Tracy Worzella1, Jean Shieh2, and Aoife Gallagher3
1Promega Corporation, 2800 Woods Hollow Road, Madison, WI 53711, 2Labcyte Inc., 1190 Borregas Ave, Sunnyvale, CA 94089, 3Deerac Fluidics, Unit 8, Enterprise Centre, Pearse St., Dublin, Ireland
Cytochrome P450 and monoamine oxidases are two groups of enzymes involved in the metabolism of drugs. The interactions of these enzymes and compounds are studied carefully in early drug discovery process to facilitate greater success in clinical trials. Promega luminescent metabolism assays consist of the P450-Glo™ Screening Systems for CYP 1A2, 2C9, 3A4, 2C19 and 2D6, as well as the MAO-Glo™ Assay System for monoamine oxidase A. Using the Labcyte® Echo™ 550 acoustic liquid handler and the Deerac Fluidics Equator HTS reagent dispenser, a collection of compounds was profiled by IC50 against the panel of metabolism assays in 1536-well format.
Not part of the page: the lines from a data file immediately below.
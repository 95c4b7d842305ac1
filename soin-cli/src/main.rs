mod screens;

use std::path::PathBuf;
use std::sync::Arc;

use anyhow::{Context, bail};
use clap::{Parser, Subcommand};
use soin_client::{
    ApiClient, Decision, DiabetesType, FileTokenStore, FilterCriteria, NewSubmission,
    RegisterProfile, Role, Screen, SessionStore, TypeFilter, decide,
};
use tracing_subscriber::{EnvFilter, FmtSubscriber};

#[derive(Parser)]
#[command(name = "soin")]
#[command(about = "Terminal client for the SOIN healthcare data-intake service")]
struct Cli {
    #[command(subcommand)]
    command: Commands,
}

#[derive(Subcommand)]
enum Commands {
    /// Sign in with email and password
    Login {
        #[arg(long)]
        email: String,
        #[arg(long)]
        password: String,
    },
    /// Create an account
    Register {
        #[arg(long)]
        email: String,
        #[arg(long)]
        password: String,
        #[arg(long)]
        name: String,
        /// "patient" or "doctor" (doctor accounts need admin approval)
        #[arg(long, default_value = "patient")]
        role: String,
        #[arg(long)]
        age: Option<u32>,
    },
    /// End the current session
    Logout,
    /// Show the signed-in identity
    Whoami,
    /// Open the dashboard for the current role
    Dashboard {
        /// Filter submissions by patient name or email
        #[arg(long, default_value = "")]
        query: String,
        /// Filter by diabetes type: "Type 1", "Type 2" or "Prediabetes"
        #[arg(long)]
        diabetes_type: Option<String>,
    },
    /// Upload a tongue image with lab values (patients)
    Submit {
        /// Path to the tongue image
        #[arg(long)]
        image: PathBuf,
        #[arg(long)]
        blood_glucose: f64,
        #[arg(long)]
        hba1c: f64,
        #[arg(long)]
        insulin_level: Option<f64>,
        /// "Type 1", "Type 2" or "Prediabetes"
        #[arg(long)]
        diabetes_type: String,
        /// Comma-separated symptom list
        #[arg(long, default_value = "")]
        symptoms: String,
        /// Comma-separated medication list
        #[arg(long, default_value = "")]
        medications: String,
        #[arg(long)]
        notes: Option<String>,
    },
    /// Approve or reject a pending doctor account (admin)
    ApproveDoctor {
        doctor_id: String,
        /// Reject the account instead of approving it
        #[arg(long)]
        reject: bool,
    },
    /// Download the full data export (admin)
    Export {
        /// Output file; defaults to soin_export_<date>.zip
        #[arg(long)]
        out: Option<PathBuf>,
    },
}

#[tokio::main]
async fn main() -> anyhow::Result<()> {
    let subscriber = FmtSubscriber::builder()
        .with_env_filter(
            EnvFilter::try_from_default_env().unwrap_or_else(|_| "soin_cli=warn,soin_client=warn".into()),
        )
        .finish();
    tracing::subscriber::set_global_default(subscriber)?;

    let cli = Cli::parse();

    let backend_url =
        std::env::var("SOIN_API_URL").unwrap_or_else(|_| "http://localhost:8000".to_string());
    let token_file =
        std::env::var("SOIN_TOKEN_FILE").unwrap_or_else(|_| ".soin-token".to_string());

    let api = ApiClient::new(&backend_url)?;
    let tokens = Arc::new(FileTokenStore::new(token_file));
    let mut session = SessionStore::new(Arc::new(api.clone()), tokens);

    // Restore must complete before the first gate decision.
    session.restore().await;

    match cli.command {
        Commands::Login { email, password } => {
            let user = session.login(&email, &password).await?;
            println!("Signed in as {} ({})", user.name, user.email);
            if let Decision::Redirect(screen) = decide(session.identity(), Screen::Entry) {
                println!("Run `soin dashboard` to open the {}.", screens::screen_name(screen));
            }
        }
        Commands::Register {
            email,
            password,
            name,
            role,
            age,
        } => {
            let role = parse_role(&role)?;
            let profile = RegisterProfile {
                email,
                password,
                name,
                role,
                age,
            };
            let user = session.register(&profile).await?;
            match user.role {
                Role::Doctor => println!(
                    "Registration successful. Your account is pending admin approval."
                ),
                _ => println!("Registration successful. Signed in as {}.", user.email),
            }
        }
        Commands::Logout => {
            session.logout().await;
            println!("Signed out.");
        }
        Commands::Whoami => match session.identity() {
            Some(user) => {
                println!("{} <{}>", user.name, user.email);
                println!("role: {:?}", user.role);
                if let Some(status) = user.approval_status {
                    println!("approval: {status:?}");
                }
            }
            None => println!("Not signed in."),
        },
        Commands::Dashboard {
            query,
            diabetes_type,
        } => {
            let criteria = FilterCriteria {
                query,
                diabetes_type: parse_type_filter(diabetes_type.as_deref())?,
            };
            // The entry decision names a dashboard; the dashboard's own rule
            // still applies (a pending doctor bounces back to the entry
            // screen).
            match decide(session.identity(), Screen::Entry) {
                Decision::Redirect(screen) => match decide(session.identity(), screen) {
                    Decision::Render(screen) => {
                        screens::render(screen, &session, &api, &criteria).await?;
                    }
                    Decision::Redirect(_) => screens::entry_hint(),
                },
                Decision::Render(_) => screens::entry_hint(),
            }
        }
        Commands::Submit {
            image,
            blood_glucose,
            hba1c,
            insulin_level,
            diabetes_type,
            symptoms,
            medications,
            notes,
        } => {
            if decide(session.identity(), Screen::PatientDashboard)
                != Decision::Render(Screen::PatientDashboard)
            {
                screens::entry_hint();
                return Ok(());
            }
            let ctx = session
                .auth_context()
                .context("no active session")?;

            let image_bytes = tokio::fs::read(&image)
                .await
                .with_context(|| format!("could not read image {}", image.display()))?;
            let image_file_name = image
                .file_name()
                .map(|n| n.to_string_lossy().into_owned())
                .context("image path has no file name")?;

            let new = NewSubmission {
                image_file_name,
                image_bytes,
                blood_glucose,
                hba1c,
                insulin_level,
                diabetes_type: parse_diabetes_type(&diabetes_type)?,
                symptoms: split_list(&symptoms),
                medications: split_list(&medications),
                notes,
            };

            let created = api.create_submission(&ctx, new).await?;
            println!("Submission saved ({}).", created.id);
        }
        Commands::ApproveDoctor { doctor_id, reject } => {
            if decide(session.identity(), Screen::AdminDashboard)
                != Decision::Render(Screen::AdminDashboard)
            {
                screens::entry_hint();
                return Ok(());
            }
            let ctx = session.auth_context().context("no active session")?;
            let approve = !reject;
            api.approve_doctor(&ctx, &doctor_id, approve).await?;
            println!("{}", if approve { "Doctor approved." } else { "Doctor rejected." });
        }
        Commands::Export { out } => {
            if decide(session.identity(), Screen::AdminDashboard)
                != Decision::Render(Screen::AdminDashboard)
            {
                screens::entry_hint();
                return Ok(());
            }
            let ctx = session.auth_context().context("no active session")?;
            let archive = api.export_data(&ctx).await?;
            let path = out.unwrap_or_else(|| {
                PathBuf::from(format!(
                    "soin_export_{}.zip",
                    chrono::Utc::now().format("%Y-%m-%d")
                ))
            });
            tokio::fs::write(&path, archive)
                .await
                .with_context(|| format!("could not write {}", path.display()))?;
            println!("Data exported to {}.", path.display());
        }
    }

    Ok(())
}

fn parse_role(raw: &str) -> anyhow::Result<Role> {
    match raw.to_ascii_lowercase().as_str() {
        "patient" => Ok(Role::Patient),
        "doctor" => Ok(Role::Doctor),
        other => bail!("unknown role {other:?}; expected \"patient\" or \"doctor\""),
    }
}

fn parse_diabetes_type(raw: &str) -> anyhow::Result<DiabetesType> {
    raw.parse::<DiabetesType>().map_err(anyhow::Error::msg)
}

fn parse_type_filter(raw: Option<&str>) -> anyhow::Result<TypeFilter> {
    match raw {
        None => Ok(TypeFilter::All),
        Some(raw) if raw.eq_ignore_ascii_case("all") => Ok(TypeFilter::All),
        Some(raw) => Ok(TypeFilter::Only(parse_diabetes_type(raw)?)),
    }
}

fn split_list(raw: &str) -> Vec<String> {
    raw.split(',')
        .map(str::trim)
        .filter(|s| !s.is_empty())
        .map(str::to_string)
        .collect()
}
Total assay volume of 5 µL was achieved by combining the acoustic technology and non-contact spot-on™ technology. The flexible incubation times of all assays, in addition to the single luminescent endpoint readout, allowed the assays to be run on the same plate and simplified data analysis. Profiling with IC50 determined both potency and selectivity of the test compounds against selected enzymes involved in the drug metabolism process. The exceptional Z’-factor scores, show the flexibility and reliability of Promega assays in conjunction with the Labcyte Echo and the Equator HTS from Deerac Fluidics in a high-throughput situation.